INPUT DATA ->

use async_trait::async_trait;
use price_tracker::{PriceSource, PriceSourceError};
use reqwest::{Client, StatusCode};
use serde::Deserialize;
use tracing::{debug, error};

use crate::config::BinanceConfig;
use crate::error::BinanceError;
use crate::Result;

/// Body of `GET /ticker/price`
#[derive(Debug, Clone, PartialEq, Eq, Deserialize)]
pub struct TickerPrice {
    #[serde(default)]
    pub symbol: String,
    /// Decimal price as sent by the exchange
    pub price: String,
}

/// Parse a ticker body into a float price
pub fn parse_ticker_price(body: &str) -> Result<f64> {
    let ticker: TickerPrice = serde_json::from_str(body)?;
    ticker
        .price
        .trim()
        .parse::<f64>()
        .map_err(|source| BinanceError::InvalidPrice { value: ticker.price.clone(), source })
}

/// Spot price client for the Binance REST API
#[derive(Debug, Clone)]
pub struct BinanceClient {
    config: BinanceConfig,
    client: Client,
}

impl BinanceClient {
    pub fn new(config: BinanceConfig) -> Result<Self> {
        config.validate()?;

        let client = Client::builder().timeout(config.request_timeout()).build()?;

        Ok(Self { config, client })
    }

    pub fn config(&self) -> &BinanceConfig {
        &self.config
    }

    fn ticker_url(&self) -> String {
        format!("{}/ticker/price", self.config.base_url.trim_end_matches('/'))
    }

    /// Current price of `symbol` quoted in `currency`, e.g. BTC in USDT
    pub async fn fetch_price(&self, symbol: &str, currency: &str) -> Result<f64> {
        let pair = format!("{symbol}{currency}");
        let response = self.client.get(self.ticker_url()).query(&[("symbol", &pair)]).send().await?;

        match response.status() {
            StatusCode::OK => {}
            StatusCode::BAD_REQUEST => {
                return Err(BinanceError::BadRequest {
                    symbol: symbol.to_string(),
                    currency: currency.to_string(),
                });
            }
            status => return Err(BinanceError::Status(status.as_u16())),
        }

        let body = response.text().await?;
        let price = parse_ticker_price(&body)?;

        debug!(pair = %pair, price, "Fetched ticker price");
        Ok(price)
    }
}

#[async_trait]
impl PriceSource for BinanceClient {
    async fn get_price(
        &self,
        symbol: &str,
        currency: &str,
    ) -> std::result::Result<f64, PriceSourceError> {
        self.fetch_price(symbol, currency).await.map_err(|e| {
            error!(symbol, currency, "Failed to fetch price: {}", e);
            PriceSourceError::from(e)
        })
    }
}
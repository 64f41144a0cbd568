//! REST API endpoints
//!
//! - `POST /api/v1/currency/add` `{symbol}`
//! - `POST /api/v1/currency/remove` `{symbol}`
//! - `POST /api/v1/currency/price` `{symbol, timestamp}` -> `{price}`
//! - `GET /api/v1/currency`
//! - `GET /api/v1/metrics`
//! - `GET /healthz`
//!
//! Failures are rendered as `{error: {code, message}, timestamp}`.

use chrono::{DateTime, Utc};
use price_tracker::TrackingError;
use serde::{Deserialize, Serialize};
use std::convert::Infallible;
use std::sync::Arc;
use tracing::error;
use warp::http::StatusCode;
use warp::Filter;

use crate::service::ServiceState;

const MAX_BODY_BYTES: u64 = 16 * 1024;

/// Tracking flow failure carried through warp's rejection chain
#[derive(Debug)]
struct ApiError(TrackingError);

impl warp::reject::Reject for ApiError {}

fn reject(err: TrackingError) -> warp::Rejection {
    warp::reject::custom(ApiError(err))
}

#[derive(Debug, Deserialize)]
pub struct SymbolRequest {
    pub symbol: String,
}

#[derive(Debug, Deserialize)]
pub struct PriceRequest {
    pub symbol: String,
    pub timestamp: DateTime<Utc>,
}

#[derive(Debug, Serialize, Deserialize)]
pub struct PriceResponse {
    pub price: f64,
}

#[derive(Debug, Serialize, Deserialize)]
pub struct RemoveResponse {
    pub symbol: String,
    pub is_active: bool,
}

#[derive(Debug, Serialize, Deserialize)]
pub struct ErrorBody {
    pub code: u16,
    pub message: String,
}

#[derive(Debug, Serialize, Deserialize)]
pub struct ErrorResponse {
    pub error: ErrorBody,
    pub timestamp: String,
}

/// HTTP status of a tracking flow error
pub fn status_for(err: &TrackingError) -> StatusCode {
    match err {
        TrackingError::InvalidSymbol(_) | TrackingError::AlreadyExists => StatusCode::BAD_REQUEST,
        e if e.is_not_found() => StatusCode::NOT_FOUND,
        _ => StatusCode::INTERNAL_SERVER_ERROR,
    }
}

pub async fn add_currency(
    request: SymbolRequest,
    state: Arc<ServiceState>,
) -> Result<impl warp::Reply, warp::Rejection> {
    let coin = state.tracking.add(&request.symbol).await.map_err(reject)?;
    Ok(warp::reply::json(&coin))
}

pub async fn remove_currency(
    request: SymbolRequest,
    state: Arc<ServiceState>,
) -> Result<impl warp::Reply, warp::Rejection> {
    let status = state.tracking.remove(&request.symbol).await.map_err(reject)?;

    Ok(warp::reply::json(&RemoveResponse {
        symbol: status.coin.symbol,
        is_active: status.is_active,
    }))
}

pub async fn get_price(
    request: PriceRequest,
    state: Arc<ServiceState>,
) -> Result<impl warp::Reply, warp::Rejection> {
    let point = state.tracking.price(&request.symbol, request.timestamp).await.map_err(reject)?;
    Ok(warp::reply::json(&PriceResponse { price: point.price }))
}

pub async fn list_currencies(state: Arc<ServiceState>) -> Result<impl warp::Reply, warp::Rejection> {
    let coins = state.tracking.list().await.map_err(reject)?;
    Ok(warp::reply::json(&coins))
}

pub async fn get_metrics(state: Arc<ServiceState>) -> Result<impl warp::Reply, Infallible> {
    Ok(warp::reply::json(&state.engine.metrics().snapshot()))
}

pub async fn health(state: Arc<ServiceState>) -> Result<impl warp::Reply, Infallible> {
    let health = state.health().await;
    let status =
        if health.status == "healthy" { StatusCode::OK } else { StatusCode::SERVICE_UNAVAILABLE };

    Ok(warp::reply::with_status(warp::reply::json(&health), status))
}

/// Render every rejection as the JSON error envelope
pub async fn handle_rejection(err: warp::Rejection) -> Result<impl warp::Reply, Infallible> {
    let (status, message) = if let Some(ApiError(e)) = err.find::<ApiError>() {
        let status = status_for(e);
        if status == StatusCode::INTERNAL_SERVER_ERROR {
            error!("Request failed: {}", e);
            (status, "Internal server error".to_string())
        } else {
            (status, e.to_string())
        }
    } else if err.is_not_found() {
        (StatusCode::NOT_FOUND, "Not found".to_string())
    } else if let Some(e) = err.find::<warp::body::BodyDeserializeError>() {
        (StatusCode::BAD_REQUEST, e.to_string())
    } else if err.find::<warp::reject::PayloadTooLarge>().is_some() {
        (StatusCode::PAYLOAD_TOO_LARGE, "Payload too large".to_string())
    } else if err.find::<warp::reject::MethodNotAllowed>().is_some() {
        (StatusCode::METHOD_NOT_ALLOWED, "Method not allowed".to_string())
    } else {
        error!("Unhandled rejection: {:?}", err);
        (StatusCode::INTERNAL_SERVER_ERROR, "Internal server error".to_string())
    };

    let body = ErrorResponse {
        error: ErrorBody { code: status.as_u16(), message },
        timestamp: Utc::now().to_rfc3339(),
    };
    Ok(warp::reply::with_status(warp::reply::json(&body), status))
}

fn with_state(
    state: Arc<ServiceState>,
) -> impl Filter<Extract = (Arc<ServiceState>,), Error = Infallible> + Clone {
    warp::any().map(move || state.clone())
}

fn json_body<T>() -> impl Filter<Extract = (T,), Error = warp::Rejection> + Clone
where
    T: for<'de> Deserialize<'de> + Send,
{
    warp::body::content_length_limit(MAX_BODY_BYTES).and(warp::body::json())
}

/// Create all routes
pub fn create_routes(
    state: Arc<ServiceState>,
) -> impl Filter<Extract = impl warp::Reply, Error = Infallible> + Clone {
    let currency = warp::path("api").and(warp::path("v1")).and(warp::path("currency"));

    let add = currency
        .and(warp::path("add"))
        .and(warp::path::end())
        .and(warp::post())
        .and(json_body::<SymbolRequest>())
        .and(with_state(state.clone()))
        .and_then(add_currency);

    let remove = currency
        .and(warp::path("remove"))
        .and(warp::path::end())
        .and(warp::post())
        .and(json_body::<SymbolRequest>())
        .and(with_state(state.clone()))
        .and_then(remove_currency);

    let price = currency
        .and(warp::path("price"))
        .and(warp::path::end())
        .and(warp::post())
        .and(json_body::<PriceRequest>())
        .and(with_state(state.clone()))
        .and_then(get_price);

    let list = currency
        .and(warp::path::end())
        .and(warp::get())
        .and(with_state(state.clone()))
        .and_then(list_currencies);

    let metrics = warp::path("api")
        .and(warp::path("v1"))
        .and(warp::path("metrics"))
        .and(warp::path::end())
        .and(warp::get())
        .and(with_state(state.clone()))
        .and_then(get_metrics);

    let healthz = warp::path("healthz")
        .and(warp::path::end())
        .and(warp::get())
        .and(with_state(state))
        .and_then(health);

    add.or(remove)
        .or(price)
        .or(list)
        .or(metrics)
        .or(healthz)
        .with(
            warp::cors()
                .allow_any_origin()
                .allow_headers(vec!["content-type"])
                .allow_methods(vec!["GET", "POST", "OPTIONS"]),
        )
        .recover(handle_rejection)
}

#[cfg(test)]
mod tests {
    use super::*;
    use crate::config::ServiceConfig;
    use crate::testing::StaticPriceSource;
    use price_tracker::NewPricePoint;
    use serde_json::{json, Value};

    fn state() -> Arc<ServiceState> {
        let mut config = ServiceConfig::default();
        config.service.in_memory = true;
        let prices = StaticPriceSource::new(&[("BTC", 64_000.0), ("ETH", 3_100.0)]);
        Arc::new(ServiceState::in_memory(config, Arc::new(prices)).unwrap())
    }

    fn body_json(body: &[u8]) -> Value {
        serde_json::from_slice(body).unwrap()
    }

    #[tokio::test]
    async fn test_add_list_remove() {
        let state = state();
        let routes = create_routes(state.clone());

        let resp = warp::test::request()
            .method("POST")
            .path("/api/v1/currency/add")
            .json(&json!({"symbol": "btc"}))
            .reply(&routes)
            .await;
        assert_eq!(resp.status(), StatusCode::OK);
        assert_eq!(body_json(resp.body())["symbol"], "BTC");
        assert!(state.engine.registry().contains("BTC"));

        let resp = warp::test::request().method("GET").path("/api/v1/currency").reply(&routes).await;
        assert_eq!(resp.status(), StatusCode::OK);
        let list = body_json(resp.body());
        assert_eq!(list[0]["symbol"], "BTC");
        assert_eq!(list[0]["is_active"], true);

        let resp = warp::test::request()
            .method("POST")
            .path("/api/v1/currency/remove")
            .json(&json!({"symbol": " btc "}))
            .reply(&routes)
            .await;
        assert_eq!(resp.status(), StatusCode::OK);
        let body = body_json(resp.body());
        assert_eq!(body["symbol"], "BTC");
        assert_eq!(body["is_active"], false);
        assert!(!state.engine.registry().contains("BTC"));
    }

    #[tokio::test]
    async fn test_add_unknown_symbol_is_404() {
        let routes = create_routes(state());

        let resp = warp::test::request()
            .method("POST")
            .path("/api/v1/currency/add")
            .json(&json!({"symbol": "NOPE"}))
            .reply(&routes)
            .await;

        assert_eq!(resp.status(), StatusCode::NOT_FOUND);
        let body = body_json(resp.body());
        assert_eq!(body["error"]["code"], 404);
        assert_eq!(body["error"]["message"], "symbol not found");
        assert!(body["timestamp"].is_string());
    }

    #[tokio::test]
    async fn test_invalid_symbol_and_bad_body_are_400() {
        let routes = create_routes(state());

        let resp = warp::test::request()
            .method("POST")
            .path("/api/v1/currency/add")
            .json(&json!({"symbol": "BTC/USDT"}))
            .reply(&routes)
            .await;
        assert_eq!(resp.status(), StatusCode::BAD_REQUEST);

        let resp = warp::test::request()
            .method("POST")
            .path("/api/v1/currency/add")
            .header("content-type", "application/json")
            .body("{\"sym\":")
            .reply(&routes)
            .await;
        assert_eq!(resp.status(), StatusCode::BAD_REQUEST);
        assert_eq!(body_json(resp.body())["error"]["code"], 400);
    }

    #[tokio::test]
    async fn test_price_lookup() {
        let state = state();
        let routes = create_routes(state.clone());
        let coin = state.tracking.add("ETH").await.unwrap();

        let at: DateTime<Utc> = "2024-01-01T00:00:10Z".parse().unwrap();
        state.history.append(NewPricePoint::new(coin.id, 3_000.0, at)).await.unwrap();

        let resp = warp::test::request()
            .method("POST")
            .path("/api/v1/currency/price")
            .json(&json!({"symbol": "eth", "timestamp": "2024-01-01T00:00:12Z"}))
            .reply(&routes)
            .await;
        assert_eq!(resp.status(), StatusCode::OK);
        assert_eq!(body_json(resp.body())["price"], 3_000.0);

        let resp = warp::test::request()
            .method("POST")
            .path("/api/v1/currency/price")
            .json(&json!({"symbol": "BTC", "timestamp": "2024-01-01T00:00:12Z"}))
            .reply(&routes)
            .await;
        assert_eq!(resp.status(), StatusCode::NOT_FOUND);
    }

    #[tokio::test]
    async fn test_price_without_history_is_404() {
        let state = state();
        let routes = create_routes(state.clone());
        state.tracking.add("BTC").await.unwrap();

        let resp = warp::test::request()
            .method("POST")
            .path("/api/v1/currency/price")
            .json(&json!({"symbol": "BTC", "timestamp": "2024-01-01T00:00:00Z"}))
            .reply(&routes)
            .await;
        assert_eq!(resp.status(), StatusCode::NOT_FOUND);
        assert_eq!(body_json(resp.body())["error"]["message"], "history not found");
    }

    #[tokio::test]
    async fn test_health_and_metrics() {
        let state = state();
        let routes = create_routes(state.clone());

        let resp = warp::test::request().method("GET").path("/healthz").reply(&routes).await;
        assert_eq!(resp.status(), StatusCode::SERVICE_UNAVAILABLE);

        state.start_engine().await.unwrap();
        let resp = warp::test::request().method("GET").path("/healthz").reply(&routes).await;
        assert_eq!(resp.status(), StatusCode::OK);
        assert_eq!(body_json(resp.body())["engine"], "running");

        let resp = warp::test::request().method("GET").path("/api/v1/metrics").reply(&routes).await;
        assert_eq!(resp.status(), StatusCode::OK);
        assert_eq!(body_json(resp.body())["tracked_coins"], 0);

        state.shutdown().await.unwrap();
    }

    #[tokio::test]
    async fn test_unknown_route_is_404() {
        let routes = create_routes(state());
        let resp = warp::test::request().method("GET").path("/api/v2/nothing").reply(&routes).await;
        assert_eq!(resp.status(), StatusCode::NOT_FOUND);
    }

    #[test]
    fn test_status_mapping() {
        assert_eq!(status_for(&TrackingError::AlreadyExists), StatusCode::BAD_REQUEST);
        assert_eq!(status_for(&TrackingError::TrackingNotFound), StatusCode::NOT_FOUND);
        assert_eq!(status_for(&TrackingError::CoinNotFound), StatusCode::NOT_FOUND);
        assert_eq!(
            status_for(&TrackingError::PriceSource(price_tracker::PriceSourceError::unexpected("x"))),
            StatusCode::INTERNAL_SERVER_ERROR
        );
    }
}
//! Price Tracker core
//!
//! This crate samples the spot price of a dynamic set of tracked symbols on a fixed
//! interval and stores every sample as an immutable time-series point. Stored points
//! answer "what was the price of X at time T" through nearest-neighbour resolution.
//!
//! ## Architecture
//!
//! - **CoinRegistry**: concurrent set of symbols currently being sampled
//! - **Dispatcher**: interval loop that turns every tick into one fetch task per coin
//! - **WorkerPool**: fixed set of workers draining the bounded task queue
//! - **PollingEngine**: start/stop lifecycle tying the pieces together
//! - **Resolver**: exact / before / after probes with closest-timestamp selection
//! - **TrackingService**: add/remove/price flow keeping durable state and the
//!   registry in sync
//!
//! Price quotes, history storage and coin metadata are reached through the traits in
//! [`source`], so the engine runs the same against Postgres, Binance or the in-memory
//! collaborators in [`memory`].

pub mod config;
pub mod dispatcher;
pub mod engine;
pub mod error;
pub mod memory;
pub mod metrics;
pub mod models;
pub mod registry;
pub mod resolver;
pub mod source;
pub mod tracking;
pub mod worker;

#[cfg(test)]
mod testing;

pub use config::{
    EngineConfig, DEFAULT_FETCH_TIMEOUT_MS, DEFAULT_INITIAL_LOAD_TIMEOUT_MS,
    DEFAULT_PERSIST_TIMEOUT_MS, DEFAULT_POLL_INTERVAL_MS, DEFAULT_QUEUE_CAPACITY,
    DEFAULT_QUOTE_CURRENCY, DEFAULT_WORKER_COUNT,
};
pub use dispatcher::{Dispatcher, FetchTask};
pub use engine::{EngineState, PollingEngine};
pub use error::{EngineError, HistoryError, PriceSourceError, StoreError, TrackingError};
pub use memory::{InMemoryCatalog, InMemoryHistoryStore};
pub use metrics::{EngineMetrics, EngineMetricsSnapshot};
pub use models::{
    CoinId, CoinStatus, Cryptocurrency, NewCryptocurrency, NewPricePoint, PricePoint,
    TrackedCoin, Tracking,
};
pub use registry::CoinRegistry;
pub use resolver::{choose_nearest, resolve_nearest};
pub use source::{ActiveCoinSource, CoinCatalog, HistoryStore, PriceSource, TrackingStore};
pub use tracking::TrackingService;
pub use worker::WorkerPool;

/// Result type alias for engine lifecycle operations
pub type Result<T> = std::result::Result<T, EngineError>;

REQUIRED ACTION -> Each line in the data that holds the string "else" should be found and copied.

ANSWER FOR THE TASK ->
        if health.status == "healthy" { StatusCode::OK } else { StatusCode::SERVICE_UNAVAILABLE };
        } else {
    } else if err.is_not_found() {
    } else if let Some(e) = err.find::<warp::body::BodyDeserializeError>() {
    } else if err.find::<warp::reject::PayloadTooLarge>().is_some() {
    } else if err.find::<warp::reject::MethodNotAllowed>().is_some() {
    } else {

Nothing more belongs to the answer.